◆ **RAW DATA**

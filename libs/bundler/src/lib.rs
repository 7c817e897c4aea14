// Copyright 2024-2026 the Tern authors. MIT license.

//! Linker core for the Tern bundler.
//!
//! Input is a parsed, resolved module graph: one [`tern_common::InputFile`]
//! per module (index 0 must be the runtime module from
//! [`runtime::runtime_file`]), the shared symbol table, the entry points,
//! and the set of reachable files. Output is one file per chunk, with
//! content hashes that respect chunk-to-chunk imports.
//!
//! The pipeline runs serial scan phases first (export classification, wrap
//! propagation, `export *` resolution, import matching, binding), then
//! tree shaking, chunk assignment, and the parallel render/hash phases.
//! User-facing failures accumulate in the [`Log`]; when the scan phases
//! log an error the linker returns an empty output set instead of partial
//! files.

mod bind;
mod chunk;
mod code_splitting;
mod cross_chunk;
mod diagnostics;
mod graph;
mod hash;
mod matching;
mod options;
mod output;
mod paths;
mod printer;
mod rename;
mod render;
mod scan;
mod tree_shaking;

pub mod runtime;

pub use diagnostics::Diagnostic;
pub use diagnostics::Log;
pub use diagnostics::MsgKind;
pub use diagnostics::MsgLocation;
pub use diagnostics::Note;
pub use graph::EntryPoint;
pub use graph::EntryPointKind;
pub use options::BundleMode;
pub use options::BundleOptions;
pub use options::LegalCommentsMode;
pub use options::MangleCache;
pub use options::OutputFormat;
pub use options::Platform;
pub use options::SourceMapMode;
pub use output::OutputFile;

use tern_common::InputFile;
use tern_common::SourceIndex;
use tern_common::SymbolTable;
use tern_node_resolver::NodeResolver;

/// A fresh per-build placeholder prefix. Random so rendered placeholders
/// cannot collide with user code, long enough that a collision with string
/// literals is implausible.
pub fn generate_unique_key_prefix() -> String {
  use rand::Rng;
  const ALPHABET: &[u8] = b"0123456789abcdefghijklmnopqrstuv";
  let mut rng = rand::thread_rng();
  (0..8)
    .map(|_| ALPHABET[rng.gen_range(0..ALPHABET.len())] as char)
    .collect()
}

/// Links a module graph into output files.
///
/// `unique_key_prefix` is a per-build random string; every placeholder the
/// renderer emits starts with it, which is what lets the path substituter
/// find them again without re-parsing the output.
#[allow(clippy::too_many_arguments)]
pub fn link(
  options: &BundleOptions,
  log: &Log,
  _resolver: Option<&NodeResolver>,
  input_files: Vec<InputFile>,
  symbols: SymbolTable,
  entry_points: Vec<EntryPoint>,
  unique_key_prefix: &str,
  reachable_files: Vec<SourceIndex>,
) -> Vec<OutputFile> {
  let mut graph = graph::LinkerGraph::new(input_files, symbols, entry_points, reachable_files);

  // Dynamic-import targets become entry points before anything looks at
  // the entry list, so they get wrappers, exports, and chunks of their own.
  code_splitting::append_dynamic_import_entry_points(&mut graph, options);

  scan::classify_and_wrap(&mut graph, options);
  scan::resolve_exports(&mut graph, options);
  matching::match_imports_with_exports(&mut graph, log, options);
  if log.has_errors() {
    return Vec::new();
  }

  bind::create_namespace_exports(&mut graph, options);
  bind::bind_imports_to_exports(&mut graph, options);
  rename::mangle_props(&mut graph, options);

  tree_shaking::tree_shake(&mut graph, options);
  code_splitting::assign_entry_bits(&mut graph, options);

  let mut chunks = chunk::compute_chunks(&mut graph, options, unique_key_prefix);
  chunk::assign_symbol_chunk_indices(&mut graph, &chunks);

  // Compress every symbol link once; the parallel phases below only read.
  graph.symbols.follow_all();

  cross_chunk::compute_cross_chunk_dependencies(&mut graph, &mut chunks, options);
  if cross_chunk::has_static_chunk_cycle(&chunks) {
    log.add_error(
      None,
      "Internal error: generated cross-chunk imports contain a static cycle",
    );
    return Vec::new();
  }

  render::render_chunks(&graph, &mut chunks, options, log);
  hash::compute_isolated_hashes(&graph, &mut chunks);
  let final_hashes = hash::compute_final_hashes(&chunks);
  paths::apply_final_paths(&mut chunks, &final_hashes);
  let contents = paths::substitute_final_paths(&chunks, options);

  output::finalize_outputs(&graph, &chunks, contents, options)
}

◆ **WORK INSTRUCTION**
Show the lines in the entries above that include the string "InputFile".

◆ **EXERCISE RESPONSE**
//! Input is a parsed, resolved module graph: one [`tern_common::InputFile`]
use tern_common::InputFile;
  input_files: Vec<InputFile>,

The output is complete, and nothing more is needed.